The relationship with Michigan began with a program to train doctors in obstetrics and gynecology, an initiative driven by Senait Fisseha, M.D., an adjunct professor at U-M. As the program grew, Fisseha got other U-M physicians involved. One was Jeffrey Punch, M.D., a transplant surgeon.
Before coming onboard, Punch spent time observing Ethiopian physicians operate. He went to their clinics and watched teaching rounds. He was impressed with the surgeons’ dedication and shared goals.
“I really got the feeling that the quality people were really swimming to the top, and they were sticking with it,” he says. “There was a group of people who could have clearly emigrated and been successful elsewhere, but they were committed to their country, and they wanted to do things.”

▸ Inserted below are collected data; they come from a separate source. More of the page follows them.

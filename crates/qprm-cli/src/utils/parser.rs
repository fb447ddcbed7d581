use qprm::workflows::config::{InputFormat, InputSpec};
use thiserror::Error;

#[derive(Debug, Error, PartialEq, Eq)]
pub enum ParseError {
    #[error("Invalid input '{0}'. Expected 'format:path' (e.g., 'amber-parm:parm10.dat').")]
    InvalidInputFormat(String),

    #[error("Unknown input format '{format}' in '{input}'. Expected prm, amber-parm, amber-frcmod or ffld.")]
    UnknownFormat { format: String, input: String },

    #[error("Invalid --set format: '{0}'. Expected KEY=VALUE.")]
    InvalidKeyValue(String),

    #[error("Component '{component}' cannot be empty in '{input}'.")]
    EmptyComponent {
        component: &'static str,
        input: String,
    },
}

/// Parses `format:path`, or `ffld:path@structure.csv` for FFLD files. Other formats keep any
/// `@` as part of the path.
pub fn parse_input(input: &str) -> Result<InputSpec, ParseError> {
    let (format, rest) = input
        .split_once(':')
        .ok_or_else(|| ParseError::InvalidInputFormat(input.to_string()))?;
    let format: InputFormat = format.parse().map_err(|_| ParseError::UnknownFormat {
        format: format.to_string(),
        input: input.to_string(),
    })?;

    let (path, structure) = match (format, rest.rsplit_once('@')) {
        (InputFormat::Ffld, Some((path, structure))) => (path, Some(structure)),
        _ => (rest, None),
    };

    if path.trim().is_empty() {
        return Err(ParseError::EmptyComponent {
            component: "path",
            input: input.to_string(),
        });
    }
    let input_file = InputSpec::new(format, path.trim());
    match structure.map(str::trim) {
        Some("") => Err(ParseError::EmptyComponent {
            component: "structure",
            input: input.to_string(),
        }),
        Some(structure) => Ok(input_file.with_structure(structure)),
        None => Ok(input_file),
    }
}

/// Parses `key=value`; the value may itself contain `=`.
pub fn parse_key_value(pair: &str) -> Result<(String, String), ParseError> {
    let (key, value) = pair
        .split_once('=')
        .ok_or_else(|| ParseError::InvalidKeyValue(pair.to_string()))?;
    let (key, value) = (key.trim(), value.trim());
    if key.is_empty() {
        return Err(ParseError::EmptyComponent {
            component: "key",
            input: pair.to_string(),
        });
    }
    Ok((key.to_string(), value.to_string()))
}
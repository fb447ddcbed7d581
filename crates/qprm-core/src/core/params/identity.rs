//! Canonical identities of parameter records.
//!
//! An identity is a space-joined sequence of atom-type names chosen so that every way of
//! writing down the same physical parameter yields the same string:
//!
//! | class     | rule                                                                 |
//! |-----------|----------------------------------------------------------------------|
//! | atom type | the name itself                                                      |
//! | bond      | both names sorted                                                    |
//! | angle     | the smaller of the forward and reversed sequence                     |
//! | torsion   | the smaller of the forward and reversed sequence                     |
//! | improper  | center fixed in second place, concrete peripherals sorted around it  |
//!
//! All functions are total; arity is enforced by the array types.

/// Placeholder for "any atom type" in generic torsions and impropers.
pub const WILDCARD: &str = "?";

pub fn is_wildcard(atom_type: &str) -> bool {
    atom_type == WILDCARD
}

pub fn atom_type_id(name: &str) -> String {
    name.to_string()
}

pub fn bond_id(atom_types: [&str; 2]) -> String {
    let mut sorted = atom_types;
    sorted.sort_unstable();
    sorted.join(" ")
}

pub fn angle_id(atom_types: [&str; 3]) -> String {
    reversible_id(&atom_types)
}

pub fn torsion_id(atom_types: [&str; 4]) -> String {
    reversible_id(&atom_types)
}

/// Identity of an improper around `center`.
///
/// Wildcards among the peripherals are pushed to the free slots: with two concrete peripherals
/// the key is `? C p1 p2`, with one it is `? C p1 ?`.
pub fn improper_id(center: &str, peripherals: [&str; 3]) -> String {
    let mut concrete: Vec<&str> = peripherals
        .into_iter()
        .filter(|t| !is_wildcard(t))
        .collect();
    concrete.sort_unstable();

    let tokens = match concrete.as_slice() {
        [a, b, c] => [*a, center, *b, *c],
        [a, b] => [WILDCARD, center, *a, *b],
        [a] => [WILDCARD, center, *a, WILDCARD],
        _ => [WILDCARD, center, WILDCARD, WILDCARD],
    };
    tokens.join(" ")
}

/// Number of wildcard slots in an identity.
pub fn wildcard_count(identity: &str) -> usize {
    identity.split(' ').filter(|t| is_wildcard(t)).count()
}

fn reversible_id(atom_types: &[&str]) -> String {
    let reversed: Vec<&str> = atom_types.iter().rev().copied().collect();
    if reversed.as_slice() < atom_types {
        reversed.join(" ")
    } else {
        atom_types.join(" ")
    }
}

/// Splits an identity back into its `N` atom-type tokens.
pub(crate) fn tokens<const N: usize>(identity: &str) -> [String; N] {
    let mut parts = identity.split(' ');
    std::array::from_fn(|_| parts.next().unwrap_or_default().to_string())
}

#[cfg(test)]
mod tests {
    use super::*;

    #[test]
    fn bond_id_is_order_independent() {
        assert_eq!(bond_id(["CT", "HC"]), "CT HC");
        assert_eq!(bond_id(["HC", "CT"]), "CT HC");
    }

    #[test]
    fn angle_id_picks_smaller_of_forward_and_reverse() {
        assert_eq!(angle_id(["HC", "CT", "CA"]), "CA CT HC");
        assert_eq!(angle_id(["CA", "CT", "HC"]), "CA CT HC");
    }

    #[test]
    fn angle_id_keeps_vertex_in_the_middle() {
        let id = angle_id(["OS", "CA", "CT"]);
        assert_eq!(id.split(' ').nth(1), Some("CA"));
    }

    #[test]
    fn torsion_id_is_invariant_under_reversal() {
        let forward = torsion_id(["OG1", "CG", "CB", "CA"]);
        let backward = torsion_id(["CA", "CB", "CG", "OG1"]);
        assert_eq!(forward, backward);
        assert_eq!(forward, "CA CB CG OG1");
    }

    #[test]
    fn torsion_id_compares_whole_sequences_not_ends() {
        // equal first tokens: the decision falls to the second position
        assert_eq!(torsion_id(["C", "N", "CA", "C"]), "C CA N C");
    }

    #[test]
    fn improper_id_is_invariant_under_peripheral_permutation() {
        let expected = "CB CG OG1 OG2";
        for peripherals in [
            ["CB", "OG1", "OG2"],
            ["OG1", "CB", "OG2"],
            ["OG2", "OG1", "CB"],
            ["OG1", "OG2", "CB"],
        ] {
            assert_eq!(improper_id("CG", peripherals), expected);
        }
    }

    #[test]
    fn improper_id_fills_free_slots_with_wildcards() {
        assert_eq!(improper_id("C", ["O", "?", "N"]), "? C N O");
        assert_eq!(improper_id("C", ["?", "O", "?"]), "? C O ?");
        assert_eq!(improper_id("C", ["?", "?", "?"]), "? C ? ?");
    }

    #[test]
    fn wildcard_count_counts_only_whole_tokens() {
        assert_eq!(wildcard_count("? CT CT ?"), 2);
        assert_eq!(wildcard_count("CA CB CG OG1"), 0);
    }

    #[test]
    fn tokens_splits_identity_into_fixed_array() {
        let parts: [String; 3] = tokens("CA CT HC");
        assert_eq!(parts, ["CA", "CT", "HC"].map(String::from));
    }
}
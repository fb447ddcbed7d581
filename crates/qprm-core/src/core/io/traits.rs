use super::error::ReadError;
use super::xref::StructureReference;
use crate::core::forcefield::ForceFieldType;
use crate::core::params::{
    AngleParam, AtomTypeParam, BondParam, ImproperParam, ParamRecord, TorsionParam,
};
use crate::core::policy::ErrorPolicy;
use indexmap::IndexMap;
use std::fs::File;
use std::io::{BufRead, BufReader};
use std::path::Path;

/// Atom-type masses (g/mol) collected from Amber files, in discovery order.
pub type MassTable = IndexMap<String, f64>;

/// Everything a reader may consult besides the file itself.
#[derive(Debug, Clone, Copy)]
pub struct ReadContext<'a> {
    pub ff_type: ForceFieldType,
    pub policy: ErrorPolicy,
    /// Masses known from previously read Amber files.
    pub masses: Option<&'a MassTable>,
    /// Atom list of the structure an FFLD file belongs to.
    pub structure: Option<&'a StructureReference>,
}

impl<'a> ReadContext<'a> {
    pub fn new(ff_type: ForceFieldType, policy: ErrorPolicy) -> Self {
        Self {
            ff_type,
            policy,
            masses: None,
            structure: None,
        }
    }

    pub fn with_masses(mut self, masses: &'a MassTable) -> Self {
        self.masses = Some(masses);
        self
    }

    pub fn with_structure(mut self, structure: &'a StructureReference) -> Self {
        self.structure = Some(structure);
        self
    }
}

/// The content of one file, grouped by class, in file order.
#[derive(Debug, Clone, Default, PartialEq)]
pub struct ParsedParameters {
    pub options: Vec<(String, String)>,
    /// Masses declared by the file that were new or changed.
    pub masses: MassTable,
    pub atom_types: Vec<AtomTypeParam>,
    pub bonds: Vec<BondParam>,
    pub angles: Vec<AngleParam>,
    pub torsions: Vec<TorsionParam>,
    pub impropers: Vec<ImproperParam>,
}

impl ParsedParameters {
    /// Number of parameter records; options and masses are not counted.
    pub fn len(&self) -> usize {
        self.atom_types.len()
            + self.bonds.len()
            + self.angles.len()
            + self.torsions.len()
            + self.impropers.len()
    }

    pub fn is_empty(&self) -> bool {
        self.len() == 0
    }

    /// All records, class by class: atom types, bonds, angles, torsions, impropers.
    pub fn into_records(self) -> Vec<ParamRecord> {
        let mut records = Vec::with_capacity(self.len());
        records.extend(self.atom_types.into_iter().map(ParamRecord::from));
        records.extend(self.bonds.into_iter().map(ParamRecord::from));
        records.extend(self.angles.into_iter().map(ParamRecord::from));
        records.extend(self.torsions.into_iter().map(ParamRecord::from));
        records.extend(self.impropers.into_iter().map(ParamRecord::from));
        records
    }
}

/// A textual parameter format that can be read into [`ParsedParameters`].
///
/// Readers never mutate shared state: a read either returns the complete content of the file or
/// fails on the first structural error.
pub trait ParameterFormat {
    /// Human-readable format name used in errors and logs.
    const NAME: &'static str;

    /// Reads a whole parameter file from a buffered reader.
    ///
    /// # Errors
    ///
    /// Returns an error for unreadable input, malformed lines, invalid parameters, or problems
    /// the context's [`ErrorPolicy`] treats as fatal.
    fn read_from(
        reader: &mut impl BufRead,
        ctx: &ReadContext<'_>,
    ) -> Result<ParsedParameters, ReadError>;

    /// Reads a whole parameter file from a path.
    fn read_from_path<P: AsRef<Path>>(
        path: P,
        ctx: &ReadContext<'_>,
    ) -> Result<ParsedParameters, ReadError> {
        let file = File::open(path)?;
        let mut reader = BufReader::new(file);
        Self::read_from(&mut reader, ctx)
    }
}
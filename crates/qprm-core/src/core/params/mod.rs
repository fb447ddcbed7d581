//! Parameter records and their canonical identities.
//!
//! Every parameter class has a record type ([`AtomTypeParam`], [`BondParam`], [`AngleParam`],
//! [`TorsionParam`], [`ImproperParam`]) implementing the shared [`Parameter`] capability, and
//! the [`ParamRecord`] enum carries any of them through readers and the store.
//!
//! Identities are computed by the pure functions in [`identity`] when a record is built; the
//! atom types kept inside a record are always stored in identity order.

pub mod atom;
pub mod bonded;
pub mod error;
pub mod identity;
pub mod improper;
pub mod record;
pub mod torsion;

pub use atom::{AtomTypeParam, LennardJones, MASS_PLACEHOLDER};
pub use bonded::{AngleParam, BondParam};
pub use error::ParamError;
pub use improper::ImproperParam;
pub use record::{ParamClass, ParamRecord, Parameter};
pub use torsion::{FourierTerm, TorsionParam};

pub(crate) fn format_comment(comment: Option<&str>) -> String {
    comment.map(|c| format!(" # {}", c)).unwrap_or_default()
}

pub(crate) fn normalize_comment(comment: impl Into<String>) -> Option<String> {
    let comment = comment.into();
    let normalized = comment.split_whitespace().collect::<Vec<_>>().join(" ");
    (!normalized.is_empty()).then_some(normalized)
}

Punch has been training four Ethiopian surgeons to perform transplants, and he says they might be ready to fly solo in a year or more. Generally, each surgeon will have to do about 20 transplants to be competent.
The procedure is different from heart or liver transplants, which involve removing the bad organ and replacing it with a new one. With kidney transplants, the native organ stays in the body and a new one is added. There’s no need to remove the old one because “the badness doesn’t spread to the other,” Punch says.
When the donated kidney is placed in the body, the surgeon must connect it with blood vessels that supply other things. “So you can’t mess that up, or they lose their leg or intestines,” Punch says.
Critics might argue that something as complicated and expensive as a kidney transplant is not what a country like Ethiopia should be spending its money on. But Punch says a transplant is much cheaper than dialysis and is more effective.
“Kidney disease affects young people in the prime of their lives, and it affects not only the patient, but their family as well,” Punch adds. “Losing the breadwinner is disastrous to the family unit. We can see how grateful the entire family is when the patients are restored to health by transplant.”
Most people might not appreciate how difficult it is to set up a kidney transplant program. It involves much more than a seasoned surgeon flying in to show other doctors how to do the procedure.
Punch’s team spent more than two years working with St. Paul’s to sort out a wide range of issues. A variety of drugs and an inventory system to track them was needed. Labs were open only during the day on weekdays, and they were upgraded to be available 24/7. CT scanners, pathology and ultrasound required upgrades. Even new surgical gowns had to be ordered.
“The cool thing about the project is that all of the things we’re doing are improving the quality of care for everything,” Punch says. “Everyone in the hospital benefits from the fact that they can check all these labs whenever they want to instead of five days a week during the day.”
Ahmed says the transplant program is also inspiring doctors in other departments.
“It has motivated other physicians and officials to start thinking it’s possible to have new services that seemed impossible before. People are starting to think bigger,” she says. “The Ministry of Health is asking Punch if it’s possible to start doing liver transplants.”
Now they’re dreaming what they know.